I sat down on the chaise longue again. I’d talk to Tucker later and find out what was going on. No need to worry about that right now. Now, in fact, was the time to continue the conversation Rafe had started. “Let’s get back to that reading program you were talking about. What, who, when, and where?”

He put his head deeper into the engine compartment. “We have too many kids who don’t have anything to do between the end of school and when their mom or dad gets home from work. I have a line on a volunteer and there’s a small grant available from the local foundation that’s the perfect target for buying some books. All I need is some direction.”

“Don’t you have English teachers who could do this?” I asked.

“It would have to go to a committee,” he said darkly. “And why mess with that if I can get you to do it?”

Why indeed? We instantly started a conversation about reading levels, the amount of fiction versus nonfiction, whether it made more sense to buy paperbacks or e-books, and what the plot of the next Diary of a Wimpy Kid book might be.

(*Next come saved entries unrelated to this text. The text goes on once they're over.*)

use crate::{
    image::ImageLoader,
    inference::{ImageMetadata, PredictionRequest, PredictionResult},
    utils::error::GardenError,
    web::{
        extractors::{RequestId, ValidatedJson},
        AppState,
    },
    Result,
};
use axum::{
    extract::{multipart::MultipartError, Multipart, Path, Query, State},
    http::StatusCode,
    response::Json,
};
use serde::{Deserialize, Serialize};
use std::time::Instant;

/// 默认的表格模型名称
pub const IRIS_MODEL: &str = "iris-model";
/// 默认的图像模型名称
pub const FLOWERS_MODEL: &str = "flowers-model";

/// 通用JSON预测请求：特征向量或base64图像二选一
#[derive(Debug, Deserialize)]
pub struct PredictJsonRequest {
    #[serde(default)]
    pub features: Option<Vec<f32>>,

    /// Base64编码的图像数据
    #[serde(default)]
    pub image: Option<String>,

    #[serde(default)]
    pub lat: Option<f64>,

    #[serde(default)]
    pub lng: Option<f64>,
}

impl PredictJsonRequest {
    pub fn into_request(self) -> Result<PredictionRequest> {
        match (self.features, self.image) {
            (Some(features), None) => Ok(PredictionRequest::tabular(features)),
            (None, Some(image)) => {
                let bytes = ImageLoader::bytes_from_base64(&image)?;
                Ok(PredictionRequest::image(bytes).with_metadata(ImageMetadata {
                    lat: self.lat,
                    lng: self.lng,
                }))
            }
            _ => Err(GardenError::InvalidInput(
                "Provide exactly one of 'features' or 'image'".to_string(),
            )),
        }
    }
}

/// 鸢尾花测量值
#[derive(Debug, Clone, Copy, Deserialize)]
pub struct IrisRequest {
    pub sepal_length: f32,
    pub sepal_width: f32,
    pub petal_length: f32,
    pub petal_width: f32,
}

impl IrisRequest {
    pub fn to_features(&self) -> Vec<f32> {
        vec![
            self.sepal_length,
            self.sepal_width,
            self.petal_length,
            self.petal_width,
        ]
    }
}

#[derive(Debug, Default, Deserialize)]
pub struct ModelQuery {
    pub model_name: Option<String>,
}

/// JSON响应格式
#[derive(Debug, Serialize)]
pub struct ApiResponse<T> {
    pub success: bool,
    pub data: T,
    pub timestamp: String,
    pub request_id: String,
}

impl<T> ApiResponse<T> {
    pub fn success(data: T, request_id: String) -> Self {
        Self {
            success: true,
            data,
            timestamp: chrono::Utc::now().to_rfc3339(),
            request_id,
        }
    }
}

type PredictionResponse = Result<Json<ApiResponse<PredictionResult>>>;

/// 通用预测：JSON特征或base64图像
pub async fn predict_json_handler(
    State(state): State<AppState>,
    Path(model_name): Path<String>,
    RequestId(request_id): RequestId,
    ValidatedJson(body): ValidatedJson<PredictJsonRequest>,
) -> PredictionResponse {
    let request = body.into_request()?;
    run_prediction(&state, model_name, request, request_id).await
}

/// 通用预测：multipart图像上传
pub async fn predict_upload_handler(
    State(state): State<AppState>,
    Path(model_name): Path<String>,
    RequestId(request_id): RequestId,
    mut multipart: Multipart,
) -> PredictionResponse {
    let request = read_image_upload(&mut multipart, state.config.server_config.max_request_size).await?;
    run_prediction(&state, model_name, request, request_id).await
}

/// 鸢尾花预测，可通过 `?model_name=` 指定模型
pub async fn iris_predict_handler(
    State(state): State<AppState>,
    Query(query): Query<ModelQuery>,
    RequestId(request_id): RequestId,
    ValidatedJson(body): ValidatedJson<IrisRequest>,
) -> PredictionResponse {
    let model_name = query.model_name.unwrap_or_else(|| IRIS_MODEL.to_string());
    let request = PredictionRequest::tabular(body.to_features());
    run_prediction(&state, model_name, request, request_id).await
}

/// 花卉图像预测
pub async fn flowers_predict_handler(
    State(state): State<AppState>,
    RequestId(request_id): RequestId,
    mut multipart: Multipart,
) -> PredictionResponse {
    let request = read_image_upload(&mut multipart, state.config.server_config.max_request_size).await?;
    run_prediction(&state, FLOWERS_MODEL.to_string(), request, request_id).await
}

async fn run_prediction(
    state: &AppState,
    model_name: String,
    request: PredictionRequest,
    request_id: String,
) -> PredictionResponse {
    let start_time = Instant::now();

    tracing::info!(
        "Processing prediction: request_id={}, model={}, input={}",
        request_id,
        model_name,
        request.kind()
    );

    let result = state.predictor.predict_blocking(model_name, request).await?;

    tracing::info!(
        "Prediction completed: request_id={}, model={}, top={:?}, time={:.3}s",
        request_id,
        result.model,
        result.top().map(|p| p.label.as_str()),
        start_time.elapsed().as_secs_f32()
    );

    Ok(Json(ApiResponse::success(result, request_id)))
}

/// 解析multipart：`image`（或 `file`）字段为图像，`lat`/`lng` 为可选元数据
async fn read_image_upload(multipart: &mut Multipart, max_size: usize) -> Result<PredictionRequest> {
    let mut image_data = None;
    let mut metadata = ImageMetadata::default();

    while let Some(field) = multipart
        .next_field()
        .await
        .map_err(|e| multipart_error(e, max_size, "Failed to read multipart field"))?
    {
        let field_name = field.name().unwrap_or("unknown").to_string();

        match field_name.as_str() {
            "image" | "file" => {
                if let Some(content_type) = field.content_type() {
                    if !content_type.starts_with("image/") && content_type != "application/octet-stream" {
                        return Err(GardenError::InvalidInput(format!(
                            "Unsupported content type: {}",
                            content_type
                        )));
                    }
                }

                let data = field
                    .bytes()
                    .await
                    .map_err(|e| multipart_error(e, max_size, "Failed to read file data"))?;

                tracing::debug!("Received image: {} bytes", data.len());
                image_data = Some(data);
            }
            "lat" | "lng" => {
                let value = field
                    .text()
                    .await
                    .map_err(|e| multipart_error(e, max_size, "Failed to read form field"))?;
                let value = value.trim();
                if value.is_empty() {
                    continue;
                }

                let parsed: f64 = value
                    .parse()
                    .map_err(|_| GardenError::InvalidInput(format!("Invalid {}: {}", field_name, value)))?;
                if field_name == "lat" {
                    metadata.lat = Some(parsed);
                } else {
                    metadata.lng = Some(parsed);
                }
            }
            _ => {
                tracing::debug!("Ignoring unknown field: {}", field_name);
            }
        }
    }

    let image_data =
        image_data.ok_or_else(|| GardenError::InvalidInput("No image file provided".to_string()))?;

    Ok(PredictionRequest::image(image_data).with_metadata(metadata))
}

/// `DefaultBodyLimit` 触发时 multer 报 413，其余按输入错误处理
fn multipart_error(err: MultipartError, max_size: usize, context: &str) -> GardenError {
    if err.status() == StatusCode::PAYLOAD_TOO_LARGE {
        GardenError::FileTooLarge(max_size)
    } else {
        GardenError::InvalidInput(format!("{}: {}", context, err))
    }
}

At some point I realized that Rafe hadn’t picked up a tool in fifteen minutes and that I hadn’t touched any of the windows I’d planned to wash. The windows could wait, but the repairs couldn’t. Maybe I’d take a walk up to Lakeview and see how Cade was doing.

I stood. “Okay, I’ll do it. And wipe that smirk off your face.” His grin was there because we both knew that I’d spend twice the time on the reading program that he would on my boat. “Let me know how much you spend on parts, but I’m not feeding you.”

“Not even pizza?”

“Well…” He was doing the boat just for me, and I’d be trying to encourage kids into a love of reading. “Maybe once.”